Memorial Day: A remembrance of sacrifice, and the promise of summer (37057)

Amid 244 years of slavery and another 91 years of legalized segregation, there is yet another apprehension that Black Americans might feel regarding the actions of the United States government and its subsidiaries. History reminds us that there is a deep contempt, if not hatred, for the accomplishments and sacrifices that Black men and women made to make America great. We are familiar with the segregation of Black soldiers from their white contemporaries even though they were fighting for the freedom of the same country. Theft of intellectual property, music, acting and dance technique to be rebranded for white audiences, making the copyright of the Black authors invisible, haunt the memories of those who were afflicted. Also, the failure to recognize excellence in the fields of medicine, science, education, law and literature and military and public service have not gone unnoticed in our communities.

But of all the suffered indignities, there is one relatively unknown betrayal of history that will likely offend whites as well as Blacks, Hispanics and Asians. I call it the forgotten Memorial Day.

This secret of circumstance would have remained unknown had it not been for the efforts of the heralded professor of Black history at Yale, David Blight. As Director of the Gilbert Lehrman Center for the Study of Slavery, Blight identified shocking evidence while perusing the archives at Harvard University. It turns out that the first Memorial Day celebration was held by freed slaves living in Charleston, S.C., just 16 days after the assassination of President Lincoln.

In an article printed in The New York Times on Memorial Day, 2011, Blight reveals that hundreds of union soldiers were held captive at an old race course and jockey club that is now the sight of the Citadel Military Academy. Because of starvation and egregious living conditions, 257 of these soldiers of the 21st Negro Infantry died, their bodies discarded in a mass grave. According to the documents uncovered by Blight, the newly freed and formerly enslaved unearthed the soldier’s remains and gave them a proper burial.

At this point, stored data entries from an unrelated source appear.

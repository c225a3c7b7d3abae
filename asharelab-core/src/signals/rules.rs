//! Concrete classification rules.
//!
//! Each rule AND-combines its predicates; whenever a referenced indicator is
//! undefined at the evaluated bar the rule is `Neutral` for that bar. Names
//! carry the parameterization so two differently-tuned instances never
//! collide in a report.

use crate::domain::{PriceBar, SignalKind};
use crate::engine::IndicatorPanel;
use crate::indicators::{Adx, Bollinger, Indicator, Kdj, Macd, Rsi, Sma};
use crate::signals::cross::{cross_at, Cross};
use crate::signals::Rule;

/// Golden/death cross of a fast SMA over a slow SMA.
#[derive(Debug, Clone)]
pub struct MaCrossRule {
    fast: usize,
    slow: usize,
    fast_name: String,
    slow_name: String,
    name: String,
}

impl MaCrossRule {
    pub fn new(fast: usize, slow: usize) -> Self {
        assert!(fast >= 1, "fast window must be >= 1");
        assert!(slow > fast, "slow window must be > fast");
        Self {
            fast,
            slow,
            fast_name: Sma::new(fast).name().to_string(),
            slow_name: Sma::new(slow).name().to_string(),
            name: format!("ma_cross_{fast}_{slow}"),
        }
    }
}

impl Rule for MaCrossRule {
    fn name(&self) -> &str {
        &self.name
    }

    fn indicators(&self) -> Vec<Box<dyn Indicator>> {
        vec![Box::new(Sma::new(self.fast)), Box::new(Sma::new(self.slow))]
    }

    fn evaluate(&self, _bars: &[PriceBar], index: usize, panel: &IndicatorPanel) -> SignalKind {
        let (Some(fast), Some(slow)) = (
            panel.raw_series(&self.fast_name),
            panel.raw_series(&self.slow_name),
        ) else {
            return SignalKind::Neutral;
        };
        match cross_at(fast, slow, index) {
            Some(Cross::Golden) => SignalKind::Buy,
            Some(Cross::Death) => SignalKind::Sell,
            None => SignalKind::Neutral,
        }
    }
}

/// MACD above its signal line, confirmed by close above a trend SMA.
#[derive(Debug, Clone)]
pub struct MacdTrendRule {
    fast: usize,
    slow: usize,
    signal_window: usize,
    trend: usize,
    macd_name: String,
    signal_name: String,
    trend_name: String,
    name: String,
}

impl MacdTrendRule {
    pub fn new(fast: usize, slow: usize, signal_window: usize, trend: usize) -> Self {
        Self {
            fast,
            slow,
            signal_window,
            trend,
            macd_name: Macd::macd(fast, slow, signal_window).name().to_string(),
            signal_name: Macd::signal(fast, slow, signal_window).name().to_string(),
            trend_name: Sma::new(trend).name().to_string(),
            name: format!("macd_trend_{fast}_{slow}_{signal_window}_{trend}"),
        }
    }
}

impl Rule for MacdTrendRule {
    fn name(&self) -> &str {
        &self.name
    }

    fn indicators(&self) -> Vec<Box<dyn Indicator>> {
        vec![
            Box::new(Macd::macd(self.fast, self.slow, self.signal_window)),
            Box::new(Macd::signal(self.fast, self.slow, self.signal_window)),
            Box::new(Sma::new(self.trend)),
        ]
    }

    fn evaluate(&self, bars: &[PriceBar], index: usize, panel: &IndicatorPanel) -> SignalKind {
        let Some(bar) = bars.get(index) else {
            return SignalKind::Neutral;
        };
        let (Some(macd), Some(signal), Some(trend)) = (
            panel.at(&self.macd_name, index),
            panel.at(&self.signal_name, index),
            panel.at(&self.trend_name, index),
        ) else {
            return SignalKind::Neutral;
        };

        if macd > signal && bar.close > trend {
            SignalKind::Buy
        } else if macd < signal && bar.close < trend {
            SignalKind::Sell
        } else {
            SignalKind::Neutral
        }
    }
}

/// MA regime gated by RSI: trend-following entries only while RSI is not
/// stretched.
#[derive(Debug, Clone)]
pub struct RsiMaRule {
    fast: usize,
    slow: usize,
    rsi_window: usize,
    overbought: f64,
    oversold: f64,
    fast_name: String,
    slow_name: String,
    rsi_name: String,
    name: String,
}

impl RsiMaRule {
    pub fn new(fast: usize, slow: usize, rsi_window: usize, overbought: f64, oversold: f64) -> Self {
        assert!(overbought > oversold, "overbought must exceed oversold");
        Self {
            fast,
            slow,
            rsi_window,
            overbought,
            oversold,
            fast_name: Sma::new(fast).name().to_string(),
            slow_name: Sma::new(slow).name().to_string(),
            rsi_name: Rsi::new(rsi_window).name().to_string(),
            name: format!("rsi_ma_{fast}_{slow}_{rsi_window}"),
        }
    }
}

impl Rule for RsiMaRule {
    fn name(&self) -> &str {
        &self.name
    }

    fn indicators(&self) -> Vec<Box<dyn Indicator>> {
        vec![
            Box::new(Sma::new(self.fast)),
            Box::new(Sma::new(self.slow)),
            Box::new(Rsi::new(self.rsi_window)),
        ]
    }

    fn evaluate(&self, _bars: &[PriceBar], index: usize, panel: &IndicatorPanel) -> SignalKind {
        let (Some(fast), Some(slow), Some(rsi)) = (
            panel.at(&self.fast_name, index),
            panel.at(&self.slow_name, index),
            panel.at(&self.rsi_name, index),
        ) else {
            return SignalKind::Neutral;
        };

        if fast > slow && rsi < self.overbought {
            SignalKind::Buy
        } else if fast < slow && rsi > self.oversold {
            SignalKind::Sell
        } else {
            SignalKind::Neutral
        }
    }
}

/// Mean reversion at the Bollinger bands, confirmed by a stretched RSI.
#[derive(Debug, Clone)]
pub struct BollingerRsiRule {
    window: usize,
    k: f64,
    rsi_window: usize,
    overbought: f64,
    oversold: f64,
    upper_name: String,
    lower_name: String,
    rsi_name: String,
    name: String,
}

impl BollingerRsiRule {
    pub fn new(window: usize, k: f64, rsi_window: usize, overbought: f64, oversold: f64) -> Self {
        assert!(overbought > oversold, "overbought must exceed oversold");
        Self {
            window,
            k,
            rsi_window,
            overbought,
            oversold,
            upper_name: Bollinger::upper(window, k).name().to_string(),
            lower_name: Bollinger::lower(window, k).name().to_string(),
            rsi_name: Rsi::new(rsi_window).name().to_string(),
            name: format!("bollinger_rsi_{window}_{k}_{rsi_window}"),
        }
    }
}

impl Rule for BollingerRsiRule {
    fn name(&self) -> &str {
        &self.name
    }

    fn indicators(&self) -> Vec<Box<dyn Indicator>> {
        vec![
            Box::new(Bollinger::upper(self.window, self.k)),
            Box::new(Bollinger::lower(self.window, self.k)),
            Box::new(Rsi::new(self.rsi_window)),
        ]
    }

    fn evaluate(&self, bars: &[PriceBar], index: usize, panel: &IndicatorPanel) -> SignalKind {
        let Some(bar) = bars.get(index) else {
            return SignalKind::Neutral;
        };
        let (Some(upper), Some(lower), Some(rsi)) = (
            panel.at(&self.upper_name, index),
            panel.at(&self.lower_name, index),
            panel.at(&self.rsi_name, index),
        ) else {
            return SignalKind::Neutral;
        };

        if bar.close < lower && rsi < self.oversold {
            SignalKind::Buy
        } else if bar.close > upper && rsi > self.overbought {
            SignalKind::Sell
        } else {
            SignalKind::Neutral
        }
    }
}

/// MA regime gated by ADX trend strength: act only when a trend exists.
#[derive(Debug, Clone)]
pub struct AdxTrendRule {
    fast: usize,
    slow: usize,
    adx_window: usize,
    threshold: f64,
    fast_name: String,
    slow_name: String,
    adx_name: String,
    name: String,
}

impl AdxTrendRule {
    pub fn new(fast: usize, slow: usize, adx_window: usize, threshold: f64) -> Self {
        Self {
            fast,
            slow,
            adx_window,
            threshold,
            fast_name: Sma::new(fast).name().to_string(),
            slow_name: Sma::new(slow).name().to_string(),
            adx_name: Adx::new(adx_window).name().to_string(),
            name: format!("adx_trend_{fast}_{slow}_{adx_window}"),
        }
    }
}

impl Rule for AdxTrendRule {
    fn name(&self) -> &str {
        &self.name
    }

    fn indicators(&self) -> Vec<Box<dyn Indicator>> {
        vec![
            Box::new(Sma::new(self.fast)),
            Box::new(Sma::new(self.slow)),
            Box::new(Adx::new(self.adx_window)),
        ]
    }

    fn evaluate(&self, _bars: &[PriceBar], index: usize, panel: &IndicatorPanel) -> SignalKind {
        let (Some(fast), Some(slow), Some(adx)) = (
            panel.at(&self.fast_name, index),
            panel.at(&self.slow_name, index),
            panel.at(&self.adx_name, index),
        ) else {
            return SignalKind::Neutral;
        };

        if adx <= self.threshold {
            return SignalKind::Neutral;
        }
        if fast > slow {
            SignalKind::Buy
        } else if fast < slow {
            SignalKind::Sell
        } else {
            SignalKind::Neutral
        }
    }
}

/// Three-way confirmation: MACD momentum, trend SMA regime, RSI gate.
#[derive(Debug, Clone)]
pub struct MacdRsiMaRule {
    fast: usize,
    slow: usize,
    signal_window: usize,
    trend: usize,
    rsi_window: usize,
    overbought: f64,
    oversold: f64,
    macd_name: String,
    signal_name: String,
    trend_name: String,
    rsi_name: String,
    name: String,
}

impl MacdRsiMaRule {
    #[allow(clippy::too_many_arguments)]
    pub fn new(
        fast: usize,
        slow: usize,
        signal_window: usize,
        trend: usize,
        rsi_window: usize,
        overbought: f64,
        oversold: f64,
    ) -> Self {
        assert!(overbought > oversold, "overbought must exceed oversold");
        Self {
            fast,
            slow,
            signal_window,
            trend,
            rsi_window,
            overbought,
            oversold,
            macd_name: Macd::macd(fast, slow, signal_window).name().to_string(),
            signal_name: Macd::signal(fast, slow, signal_window).name().to_string(),
            trend_name: Sma::new(trend).name().to_string(),
            rsi_name: Rsi::new(rsi_window).name().to_string(),
            name: format!("macd_rsi_ma_{fast}_{slow}_{signal_window}_{trend}_{rsi_window}"),
        }
    }
}

impl Rule for MacdRsiMaRule {
    fn name(&self) -> &str {
        &self.name
    }

    fn indicators(&self) -> Vec<Box<dyn Indicator>> {
        vec![
            Box::new(Macd::macd(self.fast, self.slow, self.signal_window)),
            Box::new(Macd::signal(self.fast, self.slow, self.signal_window)),
            Box::new(Sma::new(self.trend)),
            Box::new(Rsi::new(self.rsi_window)),
        ]
    }

    fn evaluate(&self, bars: &[PriceBar], index: usize, panel: &IndicatorPanel) -> SignalKind {
        let Some(bar) = bars.get(index) else {
            return SignalKind::Neutral;
        };
        let (Some(macd), Some(signal), Some(trend), Some(rsi)) = (
            panel.at(&self.macd_name, index),
            panel.at(&self.signal_name, index),
            panel.at(&self.trend_name, index),
            panel.at(&self.rsi_name, index),
        ) else {
            return SignalKind::Neutral;
        };

        if macd > signal && bar.close > trend && rsi < self.overbought {
            SignalKind::Buy
        } else if macd < signal && bar.close < trend && rsi > self.oversold {
            SignalKind::Sell
        } else {
            SignalKind::Neutral
        }
    }
}

/// K line crossing the D line: golden cross buys, death cross sells.
#[derive(Debug, Clone)]
pub struct KdjCrossRule {
    n: usize,
    m1: usize,
    m2: usize,
    k_name: String,
    d_name: String,
    name: String,
}

impl KdjCrossRule {
    pub fn new(n: usize, m1: usize, m2: usize) -> Self {
        Self {
            n,
            m1,
            m2,
            k_name: Kdj::k(n, m1, m2).name().to_string(),
            d_name: Kdj::d(n, m1, m2).name().to_string(),
            name: format!("kdj_cross_{n}_{m1}_{m2}"),
        }
    }
}

impl Rule for KdjCrossRule {
    fn name(&self) -> &str {
        &self.name
    }

    fn indicators(&self) -> Vec<Box<dyn Indicator>> {
        vec![
            Box::new(Kdj::k(self.n, self.m1, self.m2)),
            Box::new(Kdj::d(self.n, self.m1, self.m2)),
        ]
    }

    fn evaluate(&self, _bars: &[PriceBar], index: usize, panel: &IndicatorPanel) -> SignalKind {
        let (Some(k), Some(d)) = (
            panel.raw_series(&self.k_name),
            panel.raw_series(&self.d_name),
        ) else {
            return SignalKind::Neutral;
        };
        match cross_at(k, d, index) {
            Some(Cross::Golden) => SignalKind::Buy,
            Some(Cross::Death) => SignalKind::Sell,
            None => SignalKind::Neutral,
        }
    }
}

Monday, May 1, 1865, a ceremony was held in which a banner was draped over the facility that proclaimed, “The Martyrs of the Racecourse.” Many called the event “The First Decoration Day,” eluding to the roses that young children carried alongside their mothers who bore baskets of flowers and colorful wreaths. Merely 10,000 people attended this parade, the largest of several that were held by family members of brave Black soldiers killed in the Civil War. The marchers sang old Negro Spirituals and the Star Spangled Banner. Four ministers preached at a service thereafter.

By the end of 1865, the whites in the South had begun to honor their befallen as well. As Southern states sought readmission to the union, they honored whites who fought on both sides of the war as a gesture of reconciliation. Retired Union Army General John Logan set the date for what has been known as the first Memorial Day for May 30, 1868, when a ceremony was held at Arlington National Cemetery in Arlington County, Va. There was a clear dichotomy between the two celebrations. The Memorial Day we have known championed the white victims on both sides of the Civil War who gave their lives for what they termed righteous causes. However, the original Memorial Day that we now know celebrated the victory of freedom over a slaveholder’s republic. Blight called the martyrs of the racecourse “The True Patriots.” Frederick Douglass called the sentiment that both sides of the war fought for noble causes, a “False Equivalency.” Speaking at Arlington on the fourth commemoration of Memorial Day in 1871, Douglass admonished, “We must never forget that the loyal soldiers who rest beneath this soil, strung themselves between the nation and the nation’s destroyers.”

So, guess what? Many of the fact checkers such as Slope will not confirm Blight’s research. Why did they confirm the South’s version of the facts and the conclusions of what Memorial Day means in the first place? “In the struggle over memory and meaning, in any society” according to Blight’s New York Times essay, “some stories just get lost while other stories gain mainstream recognition.”

My uncle, Otis Hairston, fought in Germany during World War II. He explained to me when I was 13 that the American soldiers were showing more respect and kindness toward the German prisoners of war than their African-American comrades. On one occasion, the Black soldiers were ordered to clear a path through a wooded area while the chained prisoners waited in a truck. According to my uncle, a Black soldier said to his fellow troops, “When I run up a hill shooting at the Germans, what’s the difference between them and you?” A couple of days later, the policy was reversed; the Black soldiers sat in the truck and the German prisoners cleared the fields. Hear, hear to the unknown Black soldier. Hear, hear to the soldiers of all colors who died while defending this country and making it great. And bravo, to the freed Blacks of Charleston, S.C. who held the first Memorial Day—a ritual of remembrance. I propose that we, the citizens of New York, remember them at an event in May 2019. Please stand by for further details.